Нормальным (а кто свободен от "психики" вполне?) людям свойственно, конечно упрощение. Однако, им свойственно часто и другое, более ценное качество: уменье заниматься психоанализом без врача, для самого себя и других. А иногда стоит выхватить из жизни человека какой нибудь характерный случай, эпизод, -- и тогда становятся понятными не только явные, но и косвенные последствия, суть -- сквозь наслоения и условности, сквозь то, что он делает сам и что делается с ним. Вот почему воспоминания каждого, а не только знаменитых современников так ценны -- если не для историка, то зато для других.
* * *
Бывает вдруг: захватит что-то и понесет... Взгляд почти не остановился даже, скользнул только... ну, скажем, по расцветшей розовой акации, уловил неясный и густой, насыщенный оттенок темно-розового, как цветы на старинном фарфоре, и уже влилось в него просветленное, и на лицо лег розовый отблеск извнутри.

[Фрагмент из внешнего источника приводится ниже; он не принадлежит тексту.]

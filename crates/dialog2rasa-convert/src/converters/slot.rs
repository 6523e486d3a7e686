use std::collections::BTreeSet;

use dialog2rasa_core::buffer::ContentBuffers;
use dialog2rasa_core::config::ConversionContext;
use dialog2rasa_core::diagnostics::Diagnostics;

use super::Converter;
use crate::discover::{entity_files, file_stem};
use crate::error::ConvertError;
use crate::render;
use crate::report::ConversionReport;

/// Appends every entity as a text slot to an already written `domain.yml`.
pub struct SlotConverter<'a> {
    ctx: &'a ConversionContext,
    diagnostics: &'a dyn Diagnostics,
}

impl<'a> SlotConverter<'a> {
    pub fn new(ctx: &'a ConversionContext, diagnostics: &'a dyn Diagnostics) -> Self {
        Self { ctx, diagnostics }
    }

    fn entity_names(&self) -> Result<Vec<String>, ConvertError> {
        let names: BTreeSet<String> = entity_files(self.ctx)?
            .iter()
            .map(|file| self.ctx.entity_name(&file_stem(file)))
            .collect();
        Ok(names.into_iter().collect())
    }
}

impl Converter for SlotConverter<'_> {
    fn name(&self) -> &'static str {
        "slot"
    }

    fn convert(&self, report: &mut ConversionReport) -> Result<ContentBuffers, ConvertError> {
        let mut buffers = ContentBuffers::new();

        // The responses phase must have flushed the domain file already.
        if !self.ctx.domain_file.exists() {
            self.diagnostics.error(&format!(
                "Domain file {} not found.",
                self.ctx.domain_file.display()
            ));
            return Ok(buffers);
        }

        let names = self.entity_names()?;
        if names.is_empty() {
            return Ok(buffers);
        }

        buffers.append(&self.ctx.domain_file, &render::slot_section(&names));
        report.slots = names.len();
        self.diagnostics.warn(
            "Entities have been added as slots to the domain file. \
             Please review slot types and mappings.",
        );
        Ok(buffers)
    }
}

Нельзя объяснить, как вспоминается сразу: начало и конец, весь фон жизни, мысли, и оттуда, с другого берега, после стольких лет снова трепет той семнадцатой весны, -- а здесь понимающий, уже опытный взгляд, оценивающий этот трепет со снисходительной, печальной и все таки ласковой улыбкой. Всеохватывающий взгляд памяти, мгновенная панорама, как работа электронного мозга. Пусть не такая точность, зато еще молниеноснее, и регистрирует не только факты, но и оттенки бывших улыбок, сжимает их не в пробитую условными дырочками карточку -- а вот в эту улыбку, от которой пани Ирена сразу молодеет, и пружинистее идет дальше, мимо куста акации, слегка пристукивая каблуками, машинально отмечая вокруг все мелочи -- и не видя их, -- потому что ушла далеко, далеко назад.

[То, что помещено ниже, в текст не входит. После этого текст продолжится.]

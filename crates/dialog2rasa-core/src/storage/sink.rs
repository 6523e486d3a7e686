use std::path::Path;

use crate::error::CoreError;

use super::fs::append_to_file;

/// Destination for flushed output buffers.
pub trait ContentSink {
    /// Append `content` to whatever lives at `path`.
    fn append(&mut self, path: &Path, content: &str) -> Result<(), CoreError>;
}

/// Writes buffers straight to the local filesystem.
#[derive(Debug, Default, Clone, Copy)]
pub struct FsSink;

impl ContentSink for FsSink {
    fn append(&mut self, path: &Path, content: &str) -> Result<(), CoreError> {
        append_to_file(path, content)
    }
}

... Ах, эта семнадцатая весна белокурой панночки Иренки в середине двадцатых голов, впервые в городе после разоренной усадебки! Очень полюбились сразу его улицы, внезапные открытия старинных уголков, витрины магазинов, к которым робко жалась всегда сбоку, всегда с чувством неловкости. Казалась себе такой бедной в дешевеньких туфельках из полотна; постоянно лакировала их сапожным лаком, чтобы выглядели, как кожаные, а на дырку в подошве клала внутри каждый день новый кусочек картона, и если попадался острый камешек по дороге, чуть не вскрикивала от боли. Платья и пальто перешивались, шляпку сделала сама, вышло красиво даже, но разве спастись этим от мучительного отсутствия третьей пары чулок, и вот такого платья, как в витрине, вуальки, таких -- ах, таких туфелек? А шикарно шуршащие автомобили, дорогие цветы за стеклом, кружевное белье, соблазнительные, наглые, бесстыдные, волнующие журналы в ярких обложках?

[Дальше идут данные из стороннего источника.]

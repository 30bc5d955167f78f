// Copyright 2025 the Understory Authors
// SPDX-License-Identifier: Apache-2.0 OR MIT

//! Decoded platform input and the events delivered to widgets.

use kurbo::{Point, Size, Vec2};
use switchyard_event_state::pointer::{MouseButton, PointerId};
use switchyard_event_state::tooltip::RepelDirection;
use switchyard_focus::FocusCause;
use switchyard_tree::WidgetId;

bitflags::bitflags! {
    /// Keyboard modifiers held during an event.
    #[derive(Clone, Copy, Debug, Default, PartialEq, Eq, Hash)]
    pub struct Modifiers: u8 {
        /// Either shift key.
        const SHIFT   = 0b0001;
        /// Either control key.
        const CONTROL = 0b0010;
        /// Either alt/option key.
        const ALT     = 0b0100;
        /// Either command/windows key.
        const META    = 0b1000;
    }
}

/// A pointer event from the mouse or a touch contact.
#[derive(Copy, Clone, Debug, PartialEq)]
pub struct PointerInput {
    /// Pointer the event belongs to.
    pub pointer: PointerId,
    /// Screen position.
    pub position: Point,
    /// Button that changed, for presses and releases.
    pub button: Option<MouseButton>,
    /// Modifiers held.
    pub modifiers: Modifiers,
    /// Wheel delta, for wheel events.
    pub wheel_delta: Vec2,
    /// Synthesized from touch input.
    pub is_touch: bool,
    /// Platform timestamp in milliseconds, on the same clock as
    /// [`Application::tick`](crate::Application::tick). Events without one
    /// are stamped with the last tick.
    pub timestamp: Option<u64>,
}

impl PointerInput {
    /// A mouse event at `position`.
    pub fn mouse(position: Point) -> Self {
        Self {
            pointer: PointerId::MOUSE,
            position,
            button: None,
            modifiers: Modifiers::empty(),
            wheel_delta: Vec2::ZERO,
            is_touch: false,
            timestamp: None,
        }
    }

    /// Set the platform timestamp.
    #[must_use]
    pub fn at_time(mut self, timestamp: u64) -> Self {
        self.timestamp = Some(timestamp);
        self
    }

    /// Set the changed button.
    #[must_use]
    pub fn with_button(mut self, button: MouseButton) -> Self {
        self.button = Some(button);
        self
    }

    /// Set the held modifiers.
    #[must_use]
    pub fn with_modifiers(mut self, modifiers: Modifiers) -> Self {
        self.modifiers = modifiers;
        self
    }

    /// Set the wheel delta.
    #[must_use]
    pub fn with_wheel_delta(mut self, delta: Vec2) -> Self {
        self.wheel_delta = delta;
        self
    }
}

/// A touch contact.
#[derive(Copy, Clone, Debug, PartialEq)]
pub struct TouchInput {
    /// Contact id. Touch contacts use pointer ids starting above the mouse.
    pub touch_id: u32,
    /// Screen position.
    pub position: Point,
    /// Modifiers held.
    pub modifiers: Modifiers,
}

impl TouchInput {
    /// Pointer id this contact is routed under.
    pub fn pointer(&self) -> PointerId {
        PointerId(self.touch_id.saturating_add(1))
    }

    pub(crate) fn to_pointer(self) -> PointerInput {
        PointerInput {
            pointer: self.pointer(),
            position: self.position,
            button: Some(MouseButton::Left),
            modifiers: self.modifiers,
            wheel_delta: Vec2::ZERO,
            is_touch: true,
            timestamp: None,
        }
    }
}

/// A key.
#[derive(Copy, Clone, Debug, PartialEq, Eq, Hash)]
pub enum Key {
    /// Tab.
    Tab,
    /// Escape.
    Escape,
    /// Enter/Return.
    Enter,
    /// Space bar.
    Space,
    /// Arrow up.
    ArrowUp,
    /// Arrow down.
    ArrowDown,
    /// Arrow left.
    ArrowLeft,
    /// Arrow right.
    ArrowRight,
    /// A key producing a character.
    Character(char),
    /// Any other key, by platform code.
    Other(u32),
}

/// A key press or release.
#[derive(Copy, Clone, Debug, PartialEq, Eq)]
pub struct KeyInput {
    /// Key.
    pub key: Key,
    /// Modifiers held.
    pub modifiers: Modifiers,
    /// Auto-repeat.
    pub is_repeat: bool,
}

impl KeyInput {
    /// A non-repeating key event without modifiers.
    pub fn new(key: Key) -> Self {
        Self {
            key,
            modifiers: Modifiers::empty(),
            is_repeat: false,
        }
    }

    /// Set the held modifiers.
    #[must_use]
    pub fn with_modifiers(mut self, modifiers: Modifiers) -> Self {
        self.modifiers = modifiers;
        self
    }
}

/// A typed character.
#[derive(Copy, Clone, Debug, PartialEq, Eq)]
pub struct CharInput {
    /// Character.
    pub character: char,
    /// Modifiers held.
    pub modifiers: Modifiers,
}

/// A gamepad button or analog axis event.
#[derive(Copy, Clone, Debug, PartialEq)]
pub struct ControllerInput {
    /// Local user index of the controller.
    pub user: u32,
    /// Host-defined button or axis code.
    pub control: u32,
    /// Axis value for analog events, `1.0` or `0.0` for buttons.
    pub value: f64,
}

/// Cursor shape a widget asks for.
#[derive(Copy, Clone, Debug, Default, PartialEq, Eq, Hash)]
pub enum CursorIcon {
    /// Platform arrow.
    #[default]
    Default,
    /// Pointing hand.
    Hand,
    /// Text caret.
    Text,
    /// Open hand.
    Grab,
    /// Closed hand.
    Grabbing,
    /// Horizontal resize.
    ResizeLeftRight,
    /// Vertical resize.
    ResizeUpDown,
    /// Action not allowed.
    NotAllowed,
    /// Hidden cursor.
    None,
}

/// How a window came to be activated.
#[derive(Copy, Clone, Debug, PartialEq, Eq, Hash)]
pub enum ActivationCause {
    /// The user clicked it.
    Mouse,
    /// Anything else: keyboard switching, programmatic activation.
    Other,
}

impl ActivationCause {
    pub(crate) fn focus_cause(self) -> FocusCause {
        match self {
            Self::Mouse => FocusCause::Mouse,
            Self::Other => FocusCause::WindowActivate,
        }
    }
}

/// An event delivered to a widget through [`WidgetHost::on_event`](crate::WidgetHost::on_event).
///
/// Drag events borrow the payload of the operation in flight.
#[derive(Debug)]
pub enum WidgetEvent<'a, P> {
    /// Pointer moved.
    PointerMove(&'a PointerInput),
    /// Pointer button pressed.
    PointerDown(&'a PointerInput),
    /// Pointer button released.
    PointerUp(&'a PointerInput),
    /// Double click.
    DoubleClick(&'a PointerInput),
    /// Wheel.
    Wheel(&'a PointerInput),
    /// The pointer entered this widget.
    PointerEnter(&'a PointerInput),
    /// The pointer left this widget.
    PointerLeave(&'a PointerInput),
    /// The pointer moved far enough from a press for a drag; reply with
    /// [`Reply::begin_drag`](switchyard_responder::reply::Reply::begin_drag) to start one.
    DragDetected {
        /// The move that crossed the threshold.
        input: &'a PointerInput,
        /// Button the detection was for.
        button: MouseButton,
    },
    /// A drag entered this widget.
    DragEnter {
        /// Payload in flight.
        payload: &'a P,
        /// Pointer state.
        input: &'a PointerInput,
    },
    /// A drag moved over this widget.
    DragOver {
        /// Payload in flight.
        payload: &'a P,
        /// Pointer state.
        input: &'a PointerInput,
    },
    /// A drag left this widget.
    DragLeave {
        /// Payload in flight.
        payload: &'a P,
        /// Pointer state.
        input: &'a PointerInput,
    },
    /// The payload was released over this widget.
    Drop {
        /// Payload in flight.
        payload: &'a P,
        /// Pointer state.
        input: &'a PointerInput,
    },
    /// Key pressed.
    KeyDown(&'a KeyInput),
    /// Key released.
    KeyUp(&'a KeyInput),
    /// Character typed.
    KeyChar(&'a CharInput),
    /// Controller button pressed.
    ControllerButtonDown(&'a ControllerInput),
    /// Controller button released.
    ControllerButtonUp(&'a ControllerInput),
    /// Controller axis moved.
    ControllerAnalog(&'a ControllerInput),
    /// The window this widget belongs to changed size.
    WindowResized(Size),
}

/// Where a tooltip is and how opaque it is.
#[derive(Copy, Clone, Debug, PartialEq)]
pub struct TooltipState {
    /// Widget the tooltip belongs to.
    pub source: WidgetId,
    /// Screen position of the tooltip's top-left corner.
    pub position: Point,
    /// When it opened, in milliseconds.
    pub shown_at: u64,
    /// Time to reach full opacity, in milliseconds.
    pub fade_in: u64,
    /// Fade-in progress in `0.0..=1.0`.
    pub opacity: f64,
    /// Side the tooltip was pushed to out of a force field. Fixed while it
    /// stays open.
    pub repel: RepelDirection,
}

Дома нельзя говорить о таких желаниях, с матерью можно только советоваться, как перешить еще одно теткино платье -- и нечего огорчать ее зря. Панна Иренка только мечтает, сидя у печки, куда засовывается труба от самовара, и сует в него одну за другой, лучинки. Березовый уголь -- это хорошо, они покупают его, когда есть деньги, но они есть не всегда, и тогда надо ставить самовар одними лучинками. Хорошо еще, когда попадется гладкое полено -- на пальце у нее давно мозоль от ножа ... Самовар ставится три раза в день -- если вместо обеда опять чай, а это бывает часто.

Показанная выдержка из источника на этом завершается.